In our series on Digital Adaptation, one of the things we discuss is the importance of the digital experience, and in this series, we try to shed light on what that means in the SAP world – the SAP Customer Experience. The digital experience is talked and written about as the deciding factor in business these days. We also talked about how the consumerization of IT has raised our expectations and blurred the distinction between our business and social experiences. If the “experience” is as significant as everyone says it is, how do you achieve it? Can’t you just buy the latest and greatest technologies? In other words, can’t you buy your way in? Well, maybe. However, there’s more to creating an excellent SAP customer experience. You must tie together the back end and the front end while leveraging insights by gathering, manipulating and analyzing the biggest of big data. The good news is that SAP users probably already have the technology in place to do it, but like most companies are short of resources that can help.

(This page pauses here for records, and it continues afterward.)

//! Uploaded key bookkeeping.

use crate::error::Result;
use crate::providers::ProviderAdapter;
use crate::types::KeyHandle;
use std::collections::HashMap;
use std::sync::Mutex;

/// Remembers the key handle last uploaded to each provider.
pub trait KeyHandleStore: Send + Sync {
    /// Handle last uploaded to `provider`.
    fn key_handle(&self, provider: &str) -> Option<KeyHandle>;

    /// Persist the handle for `provider`.
    fn store_key_handle(&self, provider: &str, handle: &KeyHandle) -> Result<()>;
}

/// In-memory store, for tests and one-off commands.
#[derive(Debug, Default)]
pub struct MemoryKeyStore {
    handles: Mutex<HashMap<String, KeyHandle>>,
}

impl MemoryKeyStore {
    /// Create an empty store.
    pub fn new() -> Self {
        Self::default()
    }
}

impl KeyHandleStore for MemoryKeyStore {
    fn key_handle(&self, provider: &str) -> Option<KeyHandle> {
        self.handles.lock().ok()?.get(provider).cloned()
    }

    fn store_key_handle(&self, provider: &str, handle: &KeyHandle) -> Result<()> {
        let mut handles = self
            .handles
            .lock()
            .map_err(|e| crate::Error::Store(e.to_string()))?;
        handles.insert(provider.to_string(), handle.clone());
        Ok(())
    }
}

/// Make sure `public_key` is the key uploaded to `adapter`'s provider.
///
/// Unchanged key: no request. Changed key: the previous handle is deleted
/// (a vendor "not found" is ignored), the new key uploaded and its handle
/// stored.
pub fn sync_key<A: ProviderAdapter + ?Sized>(
    adapter: &A,
    store: &dyn KeyHandleStore,
    key_name: &str,
    public_key: &str,
) -> Result<KeyHandle> {
    let provider = adapter.key();

    if let Some(existing) = store.key_handle(provider) {
        if existing.matches(public_key) {
            log::info!("SSH key already uploaded to {}", provider);
            return Ok(existing);
        }

        log::info!("Replacing SSH key {} on {}", existing.id, provider);
        match adapter.delete_key(&existing) {
            Ok(()) => {}
            Err(e) if e.is_ignorable() => {
                log::warn!("Previous key {} already gone: {}", existing.id, e);
            }
            Err(e) => return Err(e),
        }
    }

    let handle = adapter.create_key(key_name, public_key)?;
    store.store_key_handle(provider, &handle)?;
    log::info!("Uploaded SSH key {} to {}", handle.id, provider);
    Ok(handle)
}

As a reminder we defined digital adaptation as the ability to predict, or perceive, quickly evolving business needs, and adjust through new combinations of technology, process, and workforce management. We also said it requires the use of new technologies; a willingness to adopt less familiar methods and the utilization of innovative workforce models. The goal is to create faster, more flexible solutions that simultaneously exceed user and consumer expectations while keeping competitors on their heels. However, we acknowledge that companies can neither afford, and do not need, to continually acquire new technology and dispose of the “old.” There are trusted vendors whose technology has helped us come so far and whose technology can provide the backbone for our digital endeavors. SAP is one of these so let’s see how the technology can help on the CX side with a little adaptation in three areas:
- First, the SAP customer experience is clearly important. SAP is attacking the problem from both ends, as was made clear at this year’s Sapphire Conference in June. According to Dom Nicastro’s Jun 18, 2018 article “Takeaways from SAP’s Sapphire Now” in CMSWire “The traditional database-management, ERP, back-end enterprise software billionaire giant companies are taking on customer experience (CX) and the front-end.” This is true when you consider SAP’s acquisitions of companies Hybris (commerce), Gigya (customer identity management) and CallidusCloud (sales performance management and configure-price-quote). However, for as much noise as SAP has made at the front end, they already have the expertise in the back end.
- Second, an understanding that the fundamentals of crafting a great SAP digital experience is not just about what you see. It is about keeping your promises, which in the modern world means being able to deliver what you promised when you promised it. You need to seamlessly fuse the supply chain in the back end to the SAP customer experience in the front end, and that’s about leveraging data. One of the keys to a creating and maintaining a satisfying (and differentiated) customer buying experience is the ability to harvest meaningful data. This can be achieved by leveraging SAP Business Objects for BW/HANA Analytics., SAP Gateway APIs for Fiori, and Personas technologies for streamlined UX. The digital footprints left by the modern customer provides insights into habits and preferences. These footprints enable your talented people to better shape that experience encouraging customers to return leaving even more of those digital footprints as their loyalty grows. Once more, Dom Nicastro emphasizes this as one of the essential takeaways from Sapphire. “SAP’s big play this year at its conference was the front-end meeting the back-end for complete customer experiences. That’s what marketers strive for, right? Complete customer journeys from purchase intent to actual purchase and post-product success and support.”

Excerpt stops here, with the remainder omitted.